*** Begin section ***
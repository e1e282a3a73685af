//! The instruction decoder.
//!
//! Four encodings exist: long (2OP with operand kinds packed into the
//! opcode byte), short (0OP/1OP with the kind in bits 5-4), variable
//! (operand kinds in one or two trailing type bytes), and extended (V5+,
//! marker byte 0xBE then the real opcode). After the operands come an
//! optional store byte, an optional one- or two-byte branch specifier,
//! and for the two print opcodes an inline Z-string.

use crate::error::{Error, Result};
use crate::memory::Memory;
use crate::opcode_tables::{self, OpcodeQuery};
use crate::text;
use std::fmt::{Display, Error as FmtError, Formatter, Write};

#[derive(Debug, Clone, Copy, PartialEq, Eq)]
pub enum OperandType {
    LargeConstant,
    SmallConstant,
    Variable,
    Omitted,
}

impl OperandType {
    pub fn from_bits(bits: u8) -> OperandType {
        match bits & 0x03 {
            0b00 => OperandType::LargeConstant,
            0b01 => OperandType::SmallConstant,
            0b10 => OperandType::Variable,
            _ => OperandType::Omitted,
        }
    }
}

#[derive(Debug, Clone, Copy, PartialEq, Eq)]
pub enum InstructionForm {
    Long,
    Short,
    Variable,
    Extended,
}

#[derive(Debug, Clone, Copy, PartialEq, Eq)]
pub enum OperandCount {
    OP0,
    OP1,
    OP2,
    VAR,
}

/// Branch polarity and target. Offsets 0 and 1 encode "return false" and
/// "return true"; anything else is relative to the byte after the branch
/// specifier, minus 2.
#[derive(Debug, Clone, Copy, PartialEq, Eq)]
pub struct BranchInfo {
    pub on_true: bool,
    pub offset: i16,
}

#[derive(Debug, Clone)]
pub struct Instruction {
    pub opcode: u8,
    pub ext_opcode: Option<u8>,
    pub form: InstructionForm,
    pub operand_count: OperandCount,
    pub operand_types: Vec<OperandType>,
    pub operands: Vec<u16>,
    pub store_var: Option<u8>,
    pub branch: Option<BranchInfo>,
    /// Decoded inline string for `print` / `print_ret`.
    pub text: Option<String>,
    /// Address the instruction was decoded from.
    pub addr: usize,
    /// Total encoded size in bytes.
    pub size: usize,
    version: u8,
}

impl Instruction {
    pub fn decode(mem: &Memory, addr: usize) -> Result<Instruction> {
        let version = mem.version();
        let mut offset = addr;
        let opcode_byte = mem.get_byte(offset)?;
        offset += 1;

        let form = match opcode_byte >> 6 {
            0b11 => {
                if opcode_byte == 0xBE && version >= 5 {
                    InstructionForm::Extended
                } else {
                    InstructionForm::Variable
                }
            }
            0b10 => InstructionForm::Short,
            _ => InstructionForm::Long,
        };

        let (opcode, ext_opcode, operand_count) = match form {
            InstructionForm::Long => (opcode_byte & 0x1F, None, OperandCount::OP2),
            InstructionForm::Short => {
                let count = if (opcode_byte >> 4) & 0x03 == 0x03 {
                    OperandCount::OP0
                } else {
                    OperandCount::OP1
                };
                (opcode_byte & 0x0F, None, count)
            }
            InstructionForm::Variable => {
                let count = if opcode_byte & 0x20 == 0 {
                    OperandCount::OP2
                } else {
                    OperandCount::VAR
                };
                (opcode_byte & 0x1F, None, count)
            }
            InstructionForm::Extended => {
                let ext = mem.get_byte(offset)?;
                offset += 1;
                (opcode_byte, Some(ext), OperandCount::VAR)
            }
        };

        let query = OpcodeQuery {
            opcode,
            ext_opcode,
            form,
            operand_count,
            version,
        };
        if !opcode_tables::is_known(&query) {
            return Err(Error::decode(
                addr,
                format!(
                    "unknown opcode {opcode:#04x} (form {form:?}, {operand_count:?}, ext {ext_opcode:?}) for V{version}"
                ),
            ));
        }

        // Operand kinds.
        let mut operand_types: Vec<OperandType> = Vec::new();
        match form {
            InstructionForm::Long => {
                for bit in [0x40, 0x20] {
                    operand_types.push(if opcode_byte & bit != 0 {
                        OperandType::Variable
                    } else {
                        OperandType::SmallConstant
                    });
                }
            }
            InstructionForm::Short => {
                if operand_count == OperandCount::OP1 {
                    operand_types.push(OperandType::from_bits((opcode_byte >> 4) & 0x03));
                }
            }
            InstructionForm::Variable | InstructionForm::Extended => {
                let type_byte_count =
                    if opcode_tables::has_double_type_byte(opcode, operand_count)
                        && form == InstructionForm::Variable
                    {
                        2
                    } else {
                        1
                    };
                let mut done = false;
                for _ in 0..type_byte_count {
                    let type_byte = mem.get_byte(offset)?;
                    offset += 1;
                    for slot in 0..4 {
                        let op_type = OperandType::from_bits(type_byte >> (6 - slot * 2));
                        if op_type == OperandType::Omitted {
                            done = true;
                        }
                        if done {
                            // Operand fetch halts at the first omitted slot.
                            continue;
                        }
                        operand_types.push(op_type);
                    }
                }
            }
        }

        // Operand values.
        let mut operands = Vec::with_capacity(operand_types.len());
        for op_type in &operand_types {
            match op_type {
                OperandType::LargeConstant => {
                    operands.push(mem.get_word(offset)?);
                    offset += 2;
                }
                OperandType::SmallConstant | OperandType::Variable => {
                    operands.push(mem.get_byte(offset)? as u16);
                    offset += 1;
                }
                OperandType::Omitted => unreachable!("omitted kinds are never recorded"),
            }
        }

        let store_var = if opcode_tables::stores_result(&query) {
            let var = mem.get_byte(offset)?;
            offset += 1;
            Some(var)
        } else {
            None
        };

        let branch = if opcode_tables::has_branch(&query) {
            let first = mem.get_byte(offset)?;
            offset += 1;
            let on_true = first & 0x80 != 0;
            let branch_offset = if first & 0x40 != 0 {
                // Single byte: 6-bit unsigned offset.
                (first & 0x3F) as i16
            } else {
                // Two bytes: 14-bit signed offset.
                let second = mem.get_byte(offset)?;
                offset += 1;
                let raw = (((first & 0x3F) as i16) << 8) | second as i16;
                if raw & 0x2000 != 0 {
                    raw | 0xC000u16 as i16
                } else {
                    raw
                }
            };
            Some(BranchInfo {
                on_true,
                offset: branch_offset,
            })
        } else {
            None
        };

        let inline_text = if opcode_tables::has_text(&query) {
            let (string, len) = text::decode_string(mem, offset)?;
            offset += len;
            Some(string)
        } else {
            None
        };

        Ok(Instruction {
            opcode,
            ext_opcode,
            form,
            operand_count,
            operand_types,
            operands,
            store_var,
            branch,
            text: inline_text,
            addr,
            size: offset - addr,
            version,
        })
    }

    pub fn name(&self) -> &'static str {
        opcode_tables::name(&OpcodeQuery {
            opcode: self.opcode,
            ext_opcode: self.ext_opcode,
            form: self.form,
            operand_count: self.operand_count,
            version: self.version,
        })
    }

    /// The effective opcode family once Variable-form 2OP encoding is
    /// unwrapped; the executor dispatches on this.
    pub fn family(&self) -> OperandCount {
        match self.form {
            InstructionForm::Long => OperandCount::OP2,
            InstructionForm::Extended => OperandCount::VAR,
            _ => self.operand_count,
        }
    }
}

impl Display for Instruction {
    fn fmt(&self, f: &mut Formatter<'_>) -> std::result::Result<(), FmtError> {
        let mut line = String::from(self.name());
        for (i, op) in self.operands.iter().enumerate() {
            line.push_str(if i == 0 { " " } else { ", " });
            match self.operand_types[i] {
                OperandType::Variable => write!(line, "V{op:02x}")?,
                _ => write!(line, "#{op:04x}")?,
            }
        }
        if let Some(var) = self.store_var {
            write!(line, " -> V{var:02x}")?;
        }
        if let Some(branch) = &self.branch {
            write!(
                line,
                " [{}{}]",
                if branch.on_true { "TRUE" } else { "FALSE" },
                match branch.offset {
                    0 => " RFALSE".to_string(),
                    1 => " RTRUE".to_string(),
                    n => format!(" {n:+}"),
                }
            )?;
        }
        f.write_str(&line)
    }
}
*** End section ***
◆ Aim of the exercise ◆
Return the entries exactly through the "operands come an" line.

◆ Solution below ◆
repository e1e282a3a73685af
//! The instruction decoder.
//!
//! Four encodings exist: long (2OP with operand kinds packed into the
//! opcode byte), short (0OP/1OP with the kind in bits 5-4), variable
//! (operand kinds in one or two trailing type bytes), and extended (V5+,
//! marker byte 0xBE then the real opcode). After the operands come an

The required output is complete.